Dataset entries:
◇ ◇ ◇ ◇
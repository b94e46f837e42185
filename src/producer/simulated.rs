//! Simulated event producer
//!
//! Generates one random event inside the box, publishes it, then sleeps a
//! jittered interval. Used when no live feed is available.

use std::time::{Duration, SystemTime, UNIX_EPOCH};

use rand::Rng;
use tokio_util::sync::CancellationToken;

use crate::broker::BrokerPublisher;
use crate::geo::{BoundingBox, GeoEvent};

use super::config::SimulatedConfig;
use super::task::ProducerTask;

/// Producer emitting random events inside a bounding box
#[derive(Debug)]
pub struct SimulatedProducer {
    bbox: BoundingBox,
    task: ProducerTask,
}

impl SimulatedProducer {
    /// Start generating events for `bbox`
    ///
    /// Must be called from within a tokio runtime.
    pub fn start(config: SimulatedConfig, bbox: BoundingBox, publisher: BrokerPublisher) -> Self {
        let task = ProducerTask::spawn(publisher.stats(), move |cancel| {
            run(config, bbox, publisher, cancel)
        });
        Self { bbox, task }
    }

    /// Box events are generated in
    pub fn bbox(&self) -> BoundingBox {
        self.bbox
    }

    /// Stop generating; idempotent
    pub fn stop(&self) {
        self.task.stop();
    }

    /// Whether the generator loop is still alive
    pub fn is_running(&self) -> bool {
        self.task.is_running()
    }

    /// Whether `stop` has been called
    pub fn is_stopped(&self) -> bool {
        self.task.is_stopped()
    }
}

/// Generate one event uniformly inside `bbox`
pub fn generate_event<R: Rng + ?Sized>(rng: &mut R, bbox: &BoundingBox) -> GeoEvent {
    let lat = rng.random_range(bbox.sw_lat()..=bbox.ne_lat());
    let lng = rng.random_range(bbox.sw_lng()..=bbox.ne_lng());
    let now = SystemTime::now()
        .duration_since(UNIX_EPOCH)
        .map(|d| d.as_secs())
        .unwrap_or(0);

    GeoEvent::new(
        format!("Event {}: {}", rng.random_range(1..=100), now),
        lat,
        lng,
    )
}

/// Pause before the next event: base interval plus uniform jitter
pub fn next_delay<R: Rng + ?Sized>(rng: &mut R, config: &SimulatedConfig) -> Duration {
    let jitter_ms = config.max_jitter.as_millis() as u64;
    let jitter = if jitter_ms > 0 {
        Duration::from_millis(rng.random_range(0..=jitter_ms))
    } else {
        Duration::ZERO
    };
    config.base_interval + jitter
}

async fn run(
    config: SimulatedConfig,
    bbox: BoundingBox,
    publisher: BrokerPublisher,
    cancel: CancellationToken,
) {
    let routing_key = publisher.routing_key().clone();
    tracing::info!(routing_key = %routing_key, bbox = %bbox, "Simulated producer started");

    while !cancel.is_cancelled() {
        let (event, delay) = {
            let mut rng = rand::rng();
            (generate_event(&mut rng, &bbox), next_delay(&mut rng, &config))
        };

        if let Err(e) = publisher.publish(&event) {
            tracing::warn!(routing_key = %routing_key, error = %e, "Simulated producer terminated");
            return;
        }

        tokio::select! {
            _ = cancel.cancelled() => break,
            _ = tokio::time::sleep(delay) => {}
        }
    }

    tracing::info!(routing_key = %routing_key, "Simulated producer stopped");
}
//! Broker configuration

/// Default name of the event exchange
pub const DEFAULT_EXCHANGE: &str = "events_exchange";

/// Broker configuration options
#[derive(Debug, Clone)]
pub struct BrokerConfig {
    /// Maximum messages held per queue before the oldest is discarded
    pub queue_capacity: usize,
}

impl Default for BrokerConfig {
    fn default() -> Self {
        Self {
            queue_capacity: 1024,
        }
    }
}

impl BrokerConfig {
    /// Set the per-queue capacity (at least 1)
    pub fn queue_capacity(mut self, capacity: usize) -> Self {
        self.queue_capacity = capacity.max(1);
        self
    }
}

#[cfg(test)]
mod tests {
    use super::*;

    #[test]
    fn test_default_config() {
        let config = BrokerConfig::default();
        assert_eq!(config.queue_capacity, 1024);
    }

    #[test]
    fn test_queue_capacity_at_least_one() {
        let config = BrokerConfig::default().queue_capacity(0);
        assert_eq!(config.queue_capacity, 1);
    }
}
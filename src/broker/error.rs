//! Broker error types

use thiserror::Error;

use super::key::QueueId;

/// Error type for broker operations
#[derive(Debug, Clone, PartialEq, Eq, Error)]
pub enum BrokerError {
    /// The named exchange does not exist
    #[error("broker unavailable: exchange '{0}' does not exist")]
    BrokerUnavailable(String),

    /// The queue was never created or has been reclaimed
    #[error("queue not found: {0}")]
    QueueNotFound(QueueId),

    /// A message body could not be encoded
    #[error("failed to encode message: {0}")]
    Encode(String),
}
◇ ◇ ◇ ◇
TASK BRIEF: Look through the entries above and copy each line that has "struct" in it.

RESPONSE:
pub struct SimulatedProducer {
pub struct BrokerConfig {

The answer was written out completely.